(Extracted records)
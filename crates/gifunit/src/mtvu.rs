//! Packets produced by the vector unit thread.
use std::collections::VecDeque;
use std::sync::atomic::{AtomicU32, Ordering};
use std::sync::{Condvar, Mutex};

use crate::packet::{FinishedPacket, GsPacket};

/// The queue of packets kicked by the vector unit thread, plus the count of placeholder packets
/// path 1 has yet to parse on their behalf.
///
/// Shared between the GIF unit and the worker thread.
#[derive(Debug, Default)]
pub struct MtvuPackets {
    queue: Mutex<VecDeque<FinishedPacket>>,
    posted: Condvar,
    placeholders: AtomicU32,
}

impl MtvuPackets {
    pub fn new() -> Self {
        Self::default()
    }

    /// Enqueues a finished packet and wakes anyone waiting for one.
    pub fn push(&self, packet: FinishedPacket) {
        let mut queue = self.queue.lock().unwrap();
        queue.push_back(packet);
        self.posted.notify_all();
    }

    pub fn pop(&self) -> Option<FinishedPacket> {
        self.queue.lock().unwrap().pop_front()
    }

    /// Blocks until a packet is available and pops it.
    pub fn wait_pop(&self) -> FinishedPacket {
        let mut queue = self.queue.lock().unwrap();
        loop {
            if let Some(packet) = queue.pop_front() {
                return packet;
            }

            queue = self.posted.wait(queue).unwrap();
        }
    }

    /// The descriptor of the oldest queued packet.
    pub fn peek(&self) -> Option<GsPacket> {
        self.queue.lock().unwrap().front().map(|p| p.packet)
    }

    /// Number of queued packets.
    pub fn pending(&self) -> usize {
        self.queue.lock().unwrap().len()
    }

    pub fn add_placeholder(&self) {
        self.placeholders.fetch_add(1, Ordering::AcqRel);
    }

    /// Consumes one placeholder, returning false if there were none.
    pub fn take_placeholder(&self) -> bool {
        self.placeholders
            .fetch_update(Ordering::AcqRel, Ordering::Acquire, |v| v.checked_sub(1))
            .is_ok()
    }

    pub fn placeholders(&self) -> u32 {
        self.placeholders.load(Ordering::Acquire)
    }

    pub(crate) fn set_placeholders(&self, count: u32) {
        self.placeholders.store(count, Ordering::Release);
    }

    pub fn clear(&self) {
        self.queue.lock().unwrap().clear();
        self.placeholders.store(0, Ordering::Release);
    }
}
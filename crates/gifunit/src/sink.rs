//! Downstream packet consumer interface.
use crate::buffer::ReadCounter;
use crate::packet::GsPacket;
use crate::path::PathId;

/// Receives completed packets from the GIF unit.
///
/// Packet data is lent from the path buffer. The buffer region stays reserved until the sink
/// releases `packet.read_amount` bytes through `reads`, which it may do from any thread.
pub trait PacketSink: Send {
    /// A packet from `path` completed.
    fn packet(&mut self, path: PathId, packet: &GsPacket, data: &[u8], reads: &ReadCounter);

    /// A packet completed on path 1 while it is owned by the vector unit thread. Its data
    /// travelled through the worker packet queue instead.
    fn placeholder(&mut self, path: PathId) {
        _ = path;
    }

    /// `size` bytes at the end of the path buffer were skipped by a realignment.
    fn blank(&mut self, path: PathId, size: u32, reads: &ReadCounter) {
        _ = path;
        reads.release(size);
    }

    /// A SIGNAL register write was intercepted.
    fn signal(&mut self, data: u32, mask: u32) {
        _ = (data, mask);
    }

    /// A packet containing a FINISH register write completed.
    fn finish(&mut self) {}

    /// A LABEL register write was intercepted.
    fn label(&mut self, data: u32, mask: u32) {
        _ = (data, mask);
    }
}

/// A sink that releases every packet immediately.
#[derive(Debug, Default)]
pub struct NopPacketSink;

impl PacketSink for NopPacketSink {
    fn packet(&mut self, _: PathId, packet: &GsPacket, _: &[u8], reads: &ReadCounter) {
        reads.release(packet.read_amount);
    }
}
//! Save state support for paths.
use easyerr::{Error, ResultExt};
use serde::{Deserialize, Serialize};

use crate::GifUnit;
use crate::packet::GsPacket;
use crate::path::{PathId, PathState};
use crate::tag::Tag;

#[derive(Debug, Error)]
pub enum SnapshotError {
    #[error(transparent)]
    Encode {
        source: ciborium::ser::Error<std::io::Error>,
    },
    #[error(transparent)]
    Decode {
        source: ciborium::de::Error<std::io::Error>,
    },
    #[error("snapshot holds {found} bytes but the path buffer only fits {capacity}")]
    Size { capacity: usize, found: usize },
    #[error("parse cursor {parse} is past the write cursor {write}")]
    Cursors { parse: usize, write: usize },
    #[error("packet at {offset} with {size} bytes ends past the parse cursor {parse}")]
    Packet { offset: u32, size: u32, parse: usize },
    #[error("tag with {nregs} registers per loop, at most 16 are possible")]
    Registers { nregs: u32 },
}

/// The state of a single path. The downstream read counter is not part of it: restored paths
/// start with nothing outstanding.
#[derive(Debug, Clone, PartialEq, Eq, Serialize, Deserialize)]
pub struct PathSnapshot {
    pub data: Vec<u8>,
    pub parse: usize,
    pub tag: Tag,
    pub packet: GsPacket,
    pub state: PathState,
    pub placeholders: u32,
}

impl GifUnit {
    /// Captures the state of a path.
    pub fn path_snapshot(&self, id: PathId) -> PathSnapshot {
        let path = self.path(id);
        PathSnapshot {
            data: path.buffer().contents().to_vec(),
            parse: path.buffer().parse_pos(),
            tag: *path.tag(),
            packet: *path.packet(),
            state: path.state(),
            placeholders: path.mtvu().map_or(0, |m| m.placeholders()),
        }
    }

    /// Restores the state of a path.
    pub fn restore_path_snapshot(
        &mut self,
        id: PathId,
        snapshot: PathSnapshot,
    ) -> Result<(), SnapshotError> {
        let path = self.path_mut(id);
        let capacity = path.buffer().capacity();
        if snapshot.data.len() > capacity {
            return Err(SnapshotError::Size {
                capacity,
                found: snapshot.data.len(),
            });
        }

        if snapshot.parse > snapshot.data.len() {
            return Err(SnapshotError::Cursors {
                parse: snapshot.parse,
                write: snapshot.data.len(),
            });
        }

        let packet = snapshot.packet;
        if packet.offset as usize + packet.size as usize > snapshot.parse {
            return Err(SnapshotError::Packet {
                offset: packet.offset,
                size: packet.size,
                parse: snapshot.parse,
            });
        }

        if snapshot.tag.nregs > 16 {
            return Err(SnapshotError::Registers {
                nregs: snapshot.tag.nregs,
            });
        }

        path.restore(
            &snapshot.data,
            snapshot.parse,
            snapshot.tag,
            snapshot.packet,
            snapshot.state,
        );

        if let Some(mtvu) = path.mtvu() {
            mtvu.set_placeholders(snapshot.placeholders);
        }

        Ok(())
    }

    /// Encodes the state of a path as an opaque byte blob.
    pub fn save_path(&self, id: PathId) -> Result<Vec<u8>, SnapshotError> {
        let mut out = Vec::new();
        ciborium::into_writer(&self.path_snapshot(id), &mut out).context(SnapshotCtx::Encode)?;
        Ok(out)
    }

    /// Restores a path from a blob produced by [`GifUnit::save_path`].
    pub fn load_path(&mut self, id: PathId, blob: &[u8]) -> Result<(), SnapshotError> {
        let snapshot: PathSnapshot = ciborium::from_reader(blob).context(SnapshotCtx::Decode)?;
        self.restore_path_snapshot(id, snapshot)
    }
}
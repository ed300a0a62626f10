#![allow(dead_code)]

use axum::{
    Json, Router,
    extract::State,
    http::{HeaderMap, StatusCode},
    response::{IntoResponse, Response},
    routing::post,
};
use quill_server::models::{
    client::HttpClientConfig,
    config::{QuillConfig, ServerConfig},
    state::QuillState,
};
use serde_json::{Value, json};
use std::sync::{Arc, Mutex};
use tokio::net::TcpListener;

pub const TEST_MODEL_API_KEY: &str = "test-model-key";

/// What the mock model API answers with.
#[derive(Clone)]
pub enum MockReply {
    Json(StatusCode, Value),
    Text(StatusCode, String),
}

#[derive(Clone, Default)]
struct MockState {
    reply: Option<MockReply>,
    requests: Arc<Mutex<Vec<Value>>>,
    api_keys: Arc<Mutex<Vec<String>>>,
}

/// A running stand-in for the model API that records every request it gets.
pub struct MockModel {
    pub base_url: String,
    requests: Arc<Mutex<Vec<Value>>>,
    api_keys: Arc<Mutex<Vec<String>>>,
}

impl MockModel {
    pub fn hits(&self) -> usize {
        self.requests.lock().expect("mock lock poisoned").len()
    }

    pub fn last_request(&self) -> Option<Value> {
        self.requests
            .lock()
            .expect("mock lock poisoned")
            .last()
            .cloned()
    }

    pub fn last_prompt(&self) -> Option<String> {
        self.last_request().and_then(|request| {
            request["contents"][0]["parts"][0]["text"]
                .as_str()
                .map(String::from)
        })
    }

    pub fn last_api_key(&self) -> Option<String> {
        self.api_keys
            .lock()
            .expect("mock lock poisoned")
            .last()
            .cloned()
    }
}

async fn mock_generate(
    State(state): State<MockState>,
    headers: HeaderMap,
    Json(request): Json<Value>,
) -> Response {
    state
        .requests
        .lock()
        .expect("mock lock poisoned")
        .push(request);
    if let Some(key) = headers
        .get("x-goog-api-key")
        .and_then(|value| value.to_str().ok())
    {
        state
            .api_keys
            .lock()
            .expect("mock lock poisoned")
            .push(key.to_string());
    }
    match state.reply {
        Some(MockReply::Json(status, body)) => (status, Json(body)).into_response(),
        Some(MockReply::Text(status, body)) => (status, body).into_response(),
        None => StatusCode::INTERNAL_SERVER_ERROR.into_response(),
    }
}

pub async fn spawn_mock_model(reply: MockReply) -> Result<MockModel, Box<dyn std::error::Error>> {
    let state = MockState {
        reply: Some(reply),
        ..MockState::default()
    };
    let model = MockModel {
        base_url: String::new(),
        requests: state.requests.clone(),
        api_keys: state.api_keys.clone(),
    };
    let router = Router::new()
        .route("/models/{model}", post(mock_generate))
        .with_state(state);
    let listener = TcpListener::bind("127.0.0.1:0").await?;
    let addr = listener.local_addr()?;
    tokio::spawn(async move { axum::serve(listener, router).await });
    Ok(MockModel {
        base_url: format!("http://{addr}"),
        ..model
    })
}

/// Spawn the application against the given model API and return its base URL.
pub async fn spawn_server(
    model_base_url: &str,
    api_keys: Vec<String>,
) -> Result<String, Box<dyn std::error::Error>> {
    let config = QuillConfig {
        server: ServerConfig {
            bind_addr: "127.0.0.1:0".to_string(),
            api_keys,
        },
        generation: HttpClientConfig {
            base_url: model_base_url.to_string(),
            api_key: TEST_MODEL_API_KEY.to_string(),
            ..HttpClientConfig::default()
        },
    };
    let state = QuillState::new(config)?;
    let router = quill_server::app(state);
    let listener = TcpListener::bind("127.0.0.1:0").await?;
    let addr = listener.local_addr()?;
    tokio::spawn(async move { axum::serve(listener, router).await });
    Ok(format!("http://{addr}"))
}

/// Spawn a mock model that answers with `reply` and the application in front
/// of it.
pub async fn spawn(reply: MockReply) -> Result<(MockModel, String), Box<dyn std::error::Error>> {
    let model = spawn_mock_model(reply).await?;
    let server_url = spawn_server(&model.base_url, vec![]).await?;
    Ok((model, server_url))
}

/// A well-formed model response carrying `text`.
pub fn model_text(text: &str) -> MockReply {
    MockReply::Json(
        StatusCode::OK,
        json!({
            "candidates": [
                {
                    "content": {
                        "role": "model",
                        "parts": [{ "text": text }]
                    },
                    "finishReason": "STOP"
                }
            ]
        }),
    )
}

/// A model response where the model declined on safety grounds.
pub fn model_safety_block() -> MockReply {
    MockReply::Json(
        StatusCode::OK,
        json!({
            "candidates": [
                {
                    "finishReason": "SAFETY",
                    "safetyRatings": [
                        { "category": "HARM_CATEGORY_DANGEROUS_CONTENT", "probability": "HIGH" }
                    ]
                }
            ]
        }),
    )
}

pub const GENERATION_PATHS: [&str; 4] = [
    "/api/pargraph/summery",
    "/api/paragraph/generate",
    "/api/title/generate",
    "/api/caption/generate",
];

Work item » Please print, exactly and with nothing else, the lines from the first line of the entries through the line containing "pub struct MtvuPackets".

Solution to this problem »
filename crates/gifunit/src/mtvu.rs
//! Packets produced by the vector unit thread.
use std::collections::VecDeque;
use std::sync::atomic::{AtomicU32, Ordering};
use std::sync::{Condvar, Mutex};

use crate::packet::{FinishedPacket, GsPacket};

/// The queue of packets kicked by the vector unit thread, plus the count of placeholder packets
/// path 1 has yet to parse on their behalf.
///
/// Shared between the GIF unit and the worker thread.
#[derive(Debug, Default)]
pub struct MtvuPackets {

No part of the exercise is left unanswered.